Devising Monetary Policy
The Federal Reserve is tasked with implementing monetary policy through actions that stimulate or constrain the economy. Since its creation in 1913, the Fed has created several tools while attempting to achieve its mandates. As of 2025, the tools it created and uses to implement monetary policy are primarily:
- The Discount Window
- Interest on Reserve Balances
- Open Market Operations
- Repurchase Agreements
The Discount Window
The discount window is where banks can borrow from Federal Reserve Banks. The discount rate is the primary interest rate that banks are charged at the discount window. Under this program, qualified depository institutions can receive three different rates:
- The primary rate is used for short-term loans, which are extended overnight to banking and depository facilities with a solid financial reputation. This rate is usually set above the short-term market rate levels.
- The secondary credit rate is slightly higher than the primary rate and is extended to facilities that have liquidity problems or severe financial crises.
- Finally, seasonal credit is for institutions that need extra support on a seasonal basis, such as a farmer’s bank. Seasonal credit rates are established from an average of chosen market rates.
To use the discount window, banks must provide collateral for the loans they are taking, which is another way the Fed encourages lending between banks, along with setting the discount rate higher than IORB or repurchase rates.
Interest on Reserve Balances
The Federal Reserve used to require that banks keep a certain percentage of their deposits in reserve with the Fed, but this requirement was dropped to zero in 2020. The Fed still provides reserve accounts for banks to use, but it now pays them interest on the funds they keep there, and it calls this Interest on Reserve Balances (IORB).
However, the Fed sets the interest rate on IORB at a level that makes banks decide whether lending to other banks is more profitable or keeping money in their reserve account. This is the Fed’s primary method of maintaining a federal funds rate within the range it sets.
Open Market Operations
Open market operations are essentially the buying and selling of government-issued securities (such as U.S. Treasury bills, or T-bills) by the Federal Reserve. The short-term purpose of these operations is to increase or decrease the supply of money, which assists the bank in maintaining the effective federal funds rate within its target rate range.
Repurchase Agreements
Repurchase agreements work in two ways: First, the Fed can purchase securities from banks and agree to sell them back for more, earning the banks interest. Second, the Fed can sell securities to banks and repurchase them for less, providing an earning opportunity for the banks as well (this is a reverse repurchase).

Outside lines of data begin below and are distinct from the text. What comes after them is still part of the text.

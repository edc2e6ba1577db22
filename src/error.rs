use std::path::PathBuf;
use thiserror::Error;

/// Errors raised by the congress library.
///
/// Adverse but valid election input (ties, empty ballots, abstentions) is
/// never an error; it is reported through [`crate::models::VerdictStatus`].
#[derive(Debug, Error)]
pub enum CongressError {
    /// The voter registry is unusable (missing directory, no eligible voters,
    /// a voter that could not be constructed). Fatal, no election is attempted.
    #[error("voter registry configuration error: {0}")]
    Configuration(String),

    /// A single voter's inference call failed or returned an invalid
    /// prediction. Recovered by the election runner.
    #[error("voter {voter} failed: {reason}")]
    VoterFailure { voter: String, reason: String },

    /// A batch CSV is missing expected columns or contains values that cannot
    /// be interpreted.
    #[error("malformed batch input {}: {reason}", .path.display())]
    MalformedBatchInput { path: PathBuf, reason: String },

    #[error("I/O error on {}: {source}", .path.display())]
    Io {
        path: PathBuf,
        #[source]
        source: std::io::Error,
    },

    #[error("CSV error on {}: {source}", .path.display())]
    Csv {
        path: PathBuf,
        #[source]
        source: csv::Error,
    },
}

impl CongressError {
    pub fn malformed(path: impl Into<PathBuf>, reason: impl Into<String>) -> Self {
        Self::MalformedBatchInput {
            path: path.into(),
            reason: reason.into(),
        }
    }

    pub fn io(path: impl Into<PathBuf>, source: std::io::Error) -> Self {
        Self::Io {
            path: path.into(),
            source,
        }
    }

    pub fn csv(path: impl Into<PathBuf>, source: csv::Error) -> Self {
        Self::Csv {
            path: path.into(),
            source,
        }
    }

    /// True for errors that describe bad batch structure rather than I/O trouble.
    pub fn is_malformed_input(&self) -> bool {
        matches!(self, Self::MalformedBatchInput { .. })
    }
}

pub type Result<T> = std::result::Result<T, CongressError>;

/// A single value that failed validation, before it is tied to a file or a
/// voter.
#[derive(Debug, Clone, PartialEq, Error)]
pub enum InvalidValue {
    #[error("'{0}' is not a class label")]
    ClassLabel(String),

    #[error("'{0}' is not a confidence value")]
    Confidence(String),

    #[error("{which} confidence {value} is outside [0, 1]")]
    ConfidenceOutOfRange { which: &'static str, value: f64 },

    #[error("secondary confidence {secondary} exceeds primary confidence {primary}")]
    SecondaryExceedsPrimary { primary: f64, secondary: f64 },
}
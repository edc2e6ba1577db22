use std::collections::BTreeMap;
use std::fs;
use std::path::{Path, PathBuf};
use std::sync::Arc;

use crate::error::{CongressError, Result};
use crate::models::{Cutout, Prediction};

/// One independently trained classifier.
///
/// Implementations wrap whatever runs the model; they must be stateless
/// with respect to subjects so one voter can sit in many elections.
pub trait Voter: Send + Sync {
    /// Top-2 classes for one cutout. May be slow; the caller never imposes
    /// a timeout.
    fn predict(&self, cutout: &Cutout) -> anyhow::Result<Prediction>;
}

impl<F> Voter for F
where
    F: Fn(&Cutout) -> anyhow::Result<Prediction> + Send + Sync,
{
    fn predict(&self, cutout: &Cutout) -> anyhow::Result<Prediction> {
        self(cutout)
    }
}

/// The voters making up one ensemble, keyed by voter id (usually the model
/// path). Iteration is in id order.
#[derive(Clone, Default)]
pub struct VoterRegistry {
    voters: BTreeMap<String, Arc<dyn Voter>>,
}

impl std::fmt::Debug for VoterRegistry {
    fn fmt(&self, f: &mut std::fmt::Formatter<'_>) -> std::fmt::Result {
        f.debug_struct("VoterRegistry")
            .field("voters", &self.voters.keys().collect::<Vec<_>>())
            .finish()
    }
}

impl VoterRegistry {
    pub fn new() -> Self {
        Self::default()
    }

    /// Files in `dir` whose extension matches `extension`, sorted by path.
    pub fn model_paths(dir: &Path, extension: &str) -> Result<Vec<PathBuf>> {
        if !dir.is_dir() {
            return Err(CongressError::Configuration(format!(
                "invalid model directory: {}",
                dir.display()
            )));
        }

        let entries = fs::read_dir(dir).map_err(|e| {
            CongressError::Configuration(format!("cannot read {}: {}", dir.display(), e))
        })?;

        let extension = extension.trim_start_matches('.');
        let mut paths = Vec::new();
        for entry in entries {
            let entry = match entry {
                Ok(entry) => entry,
                Err(e) => {
                    tracing::trace!("⚠️  Error reading entry in {:?}: {}", dir, e);
                    continue;
                }
            };
            let path = entry.path();
            if path.is_file() && path.extension().is_some_and(|ext| ext == extension) {
                paths.push(path);
            }
        }

        paths.sort();
        Ok(paths)
    }

    /// Build a registry from every model file in `dir`, constructing each
    /// voter with `load`.
    pub fn discover<V, F>(dir: &Path, extension: &str, mut load: F) -> Result<Self>
    where
        V: Voter + 'static,
        F: FnMut(&Path) -> anyhow::Result<V>,
    {
        let paths = Self::model_paths(dir, extension)?;
        if paths.is_empty() {
            return Err(CongressError::Configuration(format!(
                "no .{} voter files in {}",
                extension.trim_start_matches('.'),
                dir.display()
            )));
        }

        tracing::info!("🗳️  Registering {} voters from {}", paths.len(), dir.display());
        let mut registry = Self::new();
        for path in paths {
            tracing::info!("🧑‍⚖️ Registering voter {}", path.display());
            let voter = load(&path).map_err(|e| {
                CongressError::Configuration(format!(
                    "failed to load voter {}: {:#}",
                    path.display(),
                    e
                ))
            })?;
            registry.register(path.display().to_string(), Arc::new(voter));
        }

        Ok(registry)
    }

    /// Build a registry from explicit voters. Fails if none are given.
    pub fn from_voters<I>(voters: I) -> Result<Self>
    where
        I: IntoIterator<Item = (String, Arc<dyn Voter>)>,
    {
        let mut registry = Self::new();
        for (id, voter) in voters {
            registry.register(id, voter);
        }
        if registry.is_empty() {
            return Err(CongressError::Configuration(
                "no voters were provided".to_string(),
            ));
        }
        Ok(registry)
    }

    /// Add a voter. Registering an id twice keeps the first voter and
    /// returns `false`.
    pub fn register(&mut self, id: impl Into<String>, voter: Arc<dyn Voter>) -> bool {
        let id = id.into();
        if self.voters.contains_key(&id) {
            tracing::debug!("Voter {} already registered", id);
            return false;
        }
        self.voters.insert(id, voter);
        true
    }

    pub fn len(&self) -> usize {
        self.voters.len()
    }

    pub fn is_empty(&self) -> bool {
        self.voters.is_empty()
    }

    pub fn get(&self, id: &str) -> Option<&Arc<dyn Voter>> {
        self.voters.get(id)
    }

    pub fn ids(&self) -> impl Iterator<Item = &str> {
        self.voters.keys().map(String::as_str)
    }

    pub fn iter(&self) -> impl Iterator<Item = (&str, &Arc<dyn Voter>)> {
        self.voters.iter().map(|(id, voter)| (id.as_str(), voter))
    }
}

#[cfg(test)]
mod tests {
    use super::*;
    use anyhow::bail;
    use tempfile::TempDir;

    fn constant(class: u32) -> impl Voter {
        move |_: &Cutout| -> anyhow::Result<Prediction> {
            Ok(Prediction::top2(class, 0.9, (class + 1) % 6, 0.05))
        }
    }

    fn fixed(class: u32) -> Arc<dyn Voter> {
        Arc::new(constant(class))
    }

    #[test]
    fn test_discover_filters_by_extension() {
        let dir = TempDir::new().unwrap();
        for name in ["b.pt", "a.pt", "notes.txt", "c.pth"] {
            fs::write(dir.path().join(name), b"weights").unwrap();
        }

        let registry = VoterRegistry::discover(dir.path(), "pt", |_path| {
            Ok(constant(1))
        })
        .unwrap();

        assert_eq!(registry.len(), 2);
        let ids: Vec<&str> = registry.ids().collect();
        assert!(ids[0].ends_with("a.pt"));
        assert!(ids[1].ends_with("b.pt"));
    }

    #[test]
    fn test_discover_missing_directory() {
        let err = VoterRegistry::discover(Path::new("/no/such/models"), "pt", |_| {
            Ok(constant(1))
        })
        .unwrap_err();
        assert!(matches!(err, CongressError::Configuration(_)));
        assert!(err.to_string().contains("invalid model directory"));
    }

    #[test]
    fn test_discover_empty_directory() {
        let dir = TempDir::new().unwrap();
        fs::write(dir.path().join("readme.md"), b"no models here").unwrap();

        let err = VoterRegistry::discover(dir.path(), ".pt", |_| {
            Ok(constant(1))
        })
        .unwrap_err();
        assert!(err.to_string().contains("no .pt voter files"));
    }

    #[test]
    fn test_discover_load_failure_is_configuration_error() {
        let dir = TempDir::new().unwrap();
        fs::write(dir.path().join("broken.pt"), b"").unwrap();

        let result = VoterRegistry::discover(dir.path(), "pt", |path| {
            if path.ends_with("broken.pt") {
                bail!("state dict mismatch");
            }
            Ok(constant(1))
        });
        let err = result.unwrap_err();
        assert!(matches!(err, CongressError::Configuration(_)));
        assert!(err.to_string().contains("state dict mismatch"));
    }

    #[test]
    fn test_register_is_idempotent() {
        let mut registry = VoterRegistry::new();
        assert!(registry.register("m0", fixed(1)));
        assert!(!registry.register("m0", fixed(2)));
        assert_eq!(registry.len(), 1);

        let prediction = registry.get("m0").unwrap().predict(&Cutout::named("x")).unwrap();
        assert_eq!(prediction.primary.class, 1);
    }

    #[test]
    fn test_from_voters_requires_at_least_one() {
        let err = VoterRegistry::from_voters(Vec::<(String, Arc<dyn Voter>)>::new()).unwrap_err();
        assert!(matches!(err, CongressError::Configuration(_)));

        let registry =
            VoterRegistry::from_voters(vec![("a".to_string(), fixed(0)), ("b".to_string(), fixed(3))])
                .unwrap();
        assert_eq!(registry.len(), 2);
        assert_eq!(format!("{:?}", registry), "VoterRegistry { voters: [\"a\", \"b\"] }");
    }
}
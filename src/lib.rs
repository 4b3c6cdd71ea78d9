//! Reference frame system, kinematic models and collision-aware motion resolution for
//! robots assembled from components (arms, gantries, grippers, cameras).
//!
//! Every component is mounted somewhere in a tree of named frames rooted at `world`.
//! Articulated frames (joints) take inputs, so the pose of any frame depends on the current
//! joint positions of the components above it. On top of this frame system the crate offers:
//!
//! - Pose algebra and conversions to the wire form (millimeters, axis and angle).
//! - Merging of the caller-supplied world state (extra frames and obstacles) into a
//!   per-call copy of the frame system.
//! - Forward kinematics of any chain of frames, Jacobian, and numerical inverse kinematics
//!   with joint limits and collision constraints.
//! - The motion service that moves a component (or the chain that carries it) to the pose
//!   expressed in any frame, and reports the pose of any component in any frame.
//!
//! # Units
//!
//! Positions are millimeters. Revolute inputs are radians internally and degrees on
//! the wire ([proto::JointPositions]); prismatic inputs are millimeters everywhere.
//!
//! # Example
//!
//! ```
//! use nalgebra::{Isometry3, Vector3};
//! use rs_frame_motion::frame::{Frame, Limit};
//! use rs_frame_motion::frame_system::FrameSystem;
//! use rs_frame_motion::kinematic_traits::{InputsByFrame, Pose, WORLD};
//!
//! let mut frame_system = FrameSystem::new("demo");
//! frame_system.add_frame(Frame::prismatic("rail", WORLD, Pose::identity(),
//!                                         Vector3::x_axis(), Limit::new(0.0, 1000.0))).unwrap();
//! frame_system.add_frame(Frame::new_static("camera", "rail",
//!                                          Isometry3::translation(0.0, 0.0, 200.0))).unwrap();
//!
//! let mut inputs = InputsByFrame::new();
//! inputs.insert("rail".to_string(), vec![300.0]);
//! let camera = frame_system.pose_in_world(&inputs, "camera").unwrap();
//! assert_eq!(camera.translation.vector, Vector3::new(300.0, 0.0, 200.0));
//! ```

pub mod kinematic_traits;
pub mod frame;
pub mod geometry;
pub mod frame_system;
pub mod spatial;
pub mod proto;
pub mod world_state;

pub mod kinematics_impl;
pub mod constraints;
pub mod collisions;
pub mod jakobian;
pub mod ik;

pub mod context;
pub mod components;
pub mod registry;
pub mod fake;
pub mod robot;
pub mod motion;

#[path = "utils/utils.rs"]
pub mod utils;

#[cfg(feature = "allow_filesystem")]
pub mod config;
#[cfg(feature = "allow_filesystem")]
pub mod config_error;

#[cfg(test)]
#[cfg(feature = "allow_filesystem")]
mod tests;
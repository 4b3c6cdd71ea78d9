#[cfg(test)]
mod tests {
    use std::sync::Arc;
    use std::time::Instant;
    use nalgebra::Isometry3;
    use crate::components::{component, Capabilities, Component, ComponentError, Extra};
    use crate::context::{CallContext, CancelToken};
    use crate::fake::FakeGripper;
    use crate::frame::Frame;
    use crate::frame_system::{FrameSystem, FrameSystemError};
    use crate::kinematic_traits::{Pose, WORLD};
    use crate::motion::{MotionError, MotionService};
    use crate::proto::JointPositions;
    use crate::registry::ResourceRegistry;
    use crate::robot::Robot;
    use crate::spatial::{poses_approx_eq, PoseInFrame};
    use crate::tests::test_utils::{arm_pose, load, plate, workcell, ABOVE_PLATE, WORKCELL};
    use crate::world_state::WorldState;

    /// Looser than the solver tolerance, the pose goes through degrees on the wire.
    const DISTANCE: f64 = 1e-2;
    const ANGLE: f64 = 1e-4;

    fn gripper_offset() -> Pose {
        Isometry3::translation(0.0, 0.0, 50.0)
    }

    /// Arm that has lost its encoders, any read of joint positions fails.
    struct OfflineArm;

    impl Component for OfflineArm {
        fn capabilities(&self) -> Capabilities {
            Capabilities::KINEMATIC_CHAIN | Capabilities::STOPPABLE
        }

        fn joint_positions(&self, _extra: &Extra) -> Result<JointPositions, ComponentError> {
            Err(ComponentError::Hardware("encoder offline".into()))
        }
    }

    /// Positions itself but has no kinematic chain the motion service could solve for.
    struct PanTiltCamera;

    impl Component for PanTiltCamera {
        fn capabilities(&self) -> Capabilities {
            Capabilities::POSITIONABLE
        }

        fn end_position(&self, _extra: &Extra) -> Result<Pose, ComponentError> {
            Ok(Pose::identity())
        }
    }

    #[test]
    fn test_arm_reaches_target() {
        let cell = workcell();
        let service = MotionService::new(cell.robot.clone());
        let target = arm_pose(&ABOVE_PLATE);

        service.move_component("arm", &PoseInFrame::in_world(target), &WorldState::default(),
                               &Extra::new(), &CallContext::new())
            .expect("Target without obstacles must be reachable");

        let reached = service.get_pose("arm", WORLD, &[], &Extra::new()).unwrap();
        assert!(poses_approx_eq(&reached.pose, &target, DISTANCE, ANGLE),
                "Reached {:?}, expected {:?}", reached.pose, target);
        assert_eq!(cell.arm.lock().unwrap().stop_count(), 0);
    }

    #[test]
    fn test_plate_blocks_target_above_it() {
        let cell = workcell();
        let service = MotionService::new(cell.robot.clone());
        let target = arm_pose(&ABOVE_PLATE);
        assert!(target.translation.z > 380.0, "Target must be above the plate");

        let err = service.move_component("arm", &PoseInFrame::in_world(target), &plate(),
                                         &Extra::new(), &CallContext::new()).unwrap_err();
        match err {
            MotionError::Infeasible { component, collisions } => {
                assert_eq!(component, "arm");
                assert!(!collisions.is_empty());
                assert!(collisions.iter().all(|collision| collision.obstacle == "plate"));
            }
            other => panic!("Expected infeasible motion, got {:?}", other),
        }
        // Nothing was commanded
        assert_eq!(cell.arm.lock().unwrap().inputs(), &[0.0; 6]);
    }

    #[test]
    fn test_gripper_is_moved_by_arm() {
        let cell = workcell();
        let service = MotionService::new(cell.robot.clone());
        let target = arm_pose(&ABOVE_PLATE) * gripper_offset();

        service.move_component("gripper", &PoseInFrame::in_world(target), &WorldState::default(),
                               &Extra::new(), &CallContext::new())
            .expect("Gripper must be moved by the arm");

        let reached = service.get_pose("gripper", WORLD, &[], &Extra::new()).unwrap();
        assert!(poses_approx_eq(&reached.pose, &target, DISTANCE, ANGLE));
        assert_ne!(cell.arm.lock().unwrap().inputs(), &[0.0; 6]);
        assert_eq!(cell.gripper.lock().unwrap().stop_count(), 0);
    }

    #[test]
    fn test_single_component_must_have_chain() {
        let cell = workcell();
        let service = MotionService::new(cell.robot.clone());
        let target = arm_pose(&ABOVE_PLATE);

        let err = service.move_single_component(
            "gripper", &PoseInFrame::in_world(target * gripper_offset()), &WorldState::default(),
            &Extra::new(), &CallContext::new()).unwrap_err();
        assert_eq!(err, MotionError::NotMovable("gripper".into()));

        service.move_single_component("arm", &PoseInFrame::in_world(target), &WorldState::default(),
                                      &Extra::new(), &CallContext::new())
            .expect("Arm has its own chain");
    }

    #[test]
    fn test_not_movable_without_reading_joints() {
        let frame_system = load(WORKCELL).build_frame_system().expect("Invalid workcell");
        let mut registry = ResourceRegistry::new();
        registry.register("arm", component(OfflineArm));
        registry.register("gripper", component(FakeGripper::new()));
        let service = MotionService::new(Arc::new(Robot::new(frame_system, registry)));

        let err = service.move_single_component(
            "gripper", &PoseInFrame::in_world(Pose::identity()), &WorldState::default(),
            &Extra::new(), &CallContext::new()).unwrap_err();
        assert_eq!(err, MotionError::NotMovable("gripper".into()));
    }

    #[test]
    fn test_no_chain_among_ancestors() {
        let mut frame_system = FrameSystem::new("camera_stand");
        frame_system.add_frame(Frame::new_static("camera", WORLD, Isometry3::translation(0.0, 0.0, 1500.0)))
            .unwrap();
        let mut registry = ResourceRegistry::new();
        registry.register("camera", component(PanTiltCamera));
        let service = MotionService::new(Arc::new(Robot::new(frame_system, registry)));

        // Positionable alone does not make the camera movable by the motion service
        let err = service.move_component("camera", &PoseInFrame::in_world(Pose::identity()),
                                         &WorldState::default(), &Extra::new(), &CallContext::new())
            .unwrap_err();
        assert_eq!(err, MotionError::NotMovable("camera".into()));
    }

    #[test]
    fn test_destination_with_missing_parent() {
        let cell = workcell();
        let service = MotionService::new(cell.robot.clone());
        let world_state = WorldState::from_transforms(vec![
            PoseInFrame::named("frame2", "noParent", Isometry3::translation(1.0, 2.0, 3.0)),
        ]);

        let err = service.move_component("arm", &PoseInFrame::new("frame2", Pose::identity()), &world_state,
                                         &Extra::new(), &CallContext::new()).unwrap_err();
        assert_eq!(err, MotionError::Frame(FrameSystemError::MissingParent {
            frame: "frame2".into(),
            missing_parent: "noParent".into(),
        }));
        assert_eq!(cell.arm.lock().unwrap().inputs(), &[0.0; 6]);
    }

    #[test]
    fn test_destination_in_supplemental_frame() {
        let cell = workcell();
        let service = MotionService::new(cell.robot.clone());
        let target = arm_pose(&ABOVE_PLATE);
        let table = Isometry3::translation(200.0, -100.0, 50.0);
        let world_state = WorldState::from_transforms(vec![PoseInFrame::named("table", WORLD, table)]);

        let destination = PoseInFrame::new("table", table.inverse() * target);
        service.move_component("arm", &destination, &world_state, &Extra::new(), &CallContext::new())
            .unwrap();

        let reached = service.get_pose("arm", WORLD, &[], &Extra::new()).unwrap();
        assert!(poses_approx_eq(&reached.pose, &target, DISTANCE, ANGLE));
        let in_table = service.get_pose("arm", "table", &world_state.transforms, &Extra::new()).unwrap();
        assert!(poses_approx_eq(&in_table.pose, &destination.pose, DISTANCE, ANGLE));
    }

    #[test]
    fn test_unreachable_target() {
        let cell = workcell();
        let service = MotionService::new(cell.robot.clone());
        let far = PoseInFrame::in_world(Isometry3::translation(2000.0, 0.0, 0.0));

        let err = service.move_component("arm", &far, &WorldState::default(),
                                         &Extra::new(), &CallContext::new()).unwrap_err();
        match err {
            MotionError::NoSolutionFound { component, best_position_error, .. } => {
                assert_eq!(component, "arm");
                assert!(best_position_error > 1000.0);
            }
            other => panic!("Expected no solution, got {:?}", other),
        }
    }

    #[test]
    fn test_unknown_component() {
        let cell = workcell();
        let service = MotionService::new(cell.robot.clone());
        let err = service.move_component("camera", &PoseInFrame::in_world(Pose::identity()),
                                         &WorldState::default(), &Extra::new(), &CallContext::new())
            .unwrap_err();
        assert_eq!(err, MotionError::ComponentNotFound("camera".into()));
    }

    #[test]
    fn test_failed_command_stops_arm() {
        let cell = workcell();
        let service = MotionService::new(cell.robot.clone());
        cell.arm.lock().unwrap().fail_next_move("encoder fault");

        let err = service.move_component("arm", &PoseInFrame::in_world(arm_pose(&ABOVE_PLATE)),
                                         &WorldState::default(), &Extra::new(), &CallContext::new())
            .unwrap_err();
        assert_eq!(err, MotionError::Component {
            component: "arm".into(),
            source: ComponentError::Hardware("encoder fault".into()),
        });
        let arm = cell.arm.lock().unwrap();
        assert_eq!(arm.stop_count(), 1);
        assert_eq!(arm.inputs(), &[0.0; 6]);
    }

    #[test]
    fn test_cancelled_request_does_not_move() {
        let cell = workcell();
        let service = MotionService::new(cell.robot.clone());
        let token = CancelToken::new();
        token.cancel();

        let err = service.move_component("arm", &PoseInFrame::in_world(arm_pose(&ABOVE_PLATE)),
                                         &WorldState::default(), &Extra::new(),
                                         &CallContext::new().with_cancel(token))
            .unwrap_err();
        assert_eq!(err, MotionError::Cancelled);
        assert_eq!(cell.arm.lock().unwrap().inputs(), &[0.0; 6]);
    }

    #[test]
    fn test_expired_deadline() {
        let cell = workcell();
        let service = MotionService::new(cell.robot.clone());
        let err = service.move_component("gripper", &PoseInFrame::in_world(Pose::identity()),
                                         &WorldState::default(), &Extra::new(),
                                         &CallContext::new().with_deadline(Instant::now()))
            .unwrap_err();
        assert_eq!(err, MotionError::DeadlineExceeded);
    }
}
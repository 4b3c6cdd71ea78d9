//! Error handling for robot configuration files

use std::io;
use crate::frame_system::FrameSystemError;

/// Unified error to report failures while reading the robot configuration
/// and building the frame system from it.
#[derive(Debug)]
pub enum ConfigError {
    IoError(io::Error),
    ParseError(String),
    /// The part is described inconsistently (part name, reason).
    InvalidPart { part: String, reason: String },
    Frame(FrameSystemError),
}

impl std::fmt::Display for ConfigError {
    fn fmt(&self, f: &mut std::fmt::Formatter) -> std::fmt::Result {
        match *self {
            ConfigError::IoError(ref err) =>
                write!(f, "IO Error: {}", err),
            ConfigError::ParseError(ref msg) =>
                write!(f, "Parse Error: {}", msg),
            ConfigError::InvalidPart { ref part, ref reason } =>
                write!(f, "Invalid part '{}': {}", part, reason),
            ConfigError::Frame(ref err) =>
                write!(f, "Frame System Error: {}", err),
        }
    }
}

impl std::error::Error for ConfigError {
    fn source(&self) -> Option<&(dyn std::error::Error + 'static)> {
        match *self {
            ConfigError::IoError(ref err) => Some(err),
            ConfigError::Frame(ref err) => Some(err),
            _ => None,
        }
    }
}

impl From<io::Error> for ConfigError {
    fn from(err: io::Error) -> Self {
        ConfigError::IoError(err)
    }
}

impl From<FrameSystemError> for ConfigError {
    fn from(err: FrameSystemError) -> Self {
        ConfigError::Frame(err)
    }
}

These rates are set lower than the other rates used, with the overnight reverse repurchase rate set just above the floor of the target rate range.
Note
The discount and overnight reverse repurchase rates help the Fed set the target rate range.
What Is Monetary Policy In Simple Terms?
Monetary policy is how a central bank controls and manages interest rates and the money supply to influence economic expansion and contraction.
How Can Monetary Policy Reduce Inflation?
Monetary policy doesn’t act to reduce inflation, but it acts to control the inflation rate. By using interest rates to influence banks to lend more or less and manipulating the money supply, the central bank can increase or decrease the inflation rate.
What Is an Example of Monetary Policy?
If a central bank buys or sells securities from commercial banks, it is using one of its monetary policy tools to increase or decrease the money supply in the bank’s reserve account. These actions assist it in its efforts to influence the economy.
The Bottom Line
A central bank’s monetary policy affects the state of a country’s economic affairs by influencing the money supply and interest rates. Thus, the Federal Reserve becomes indirectly influential on the prevailing interest rates that affect almost every financial aspect of our daily lives.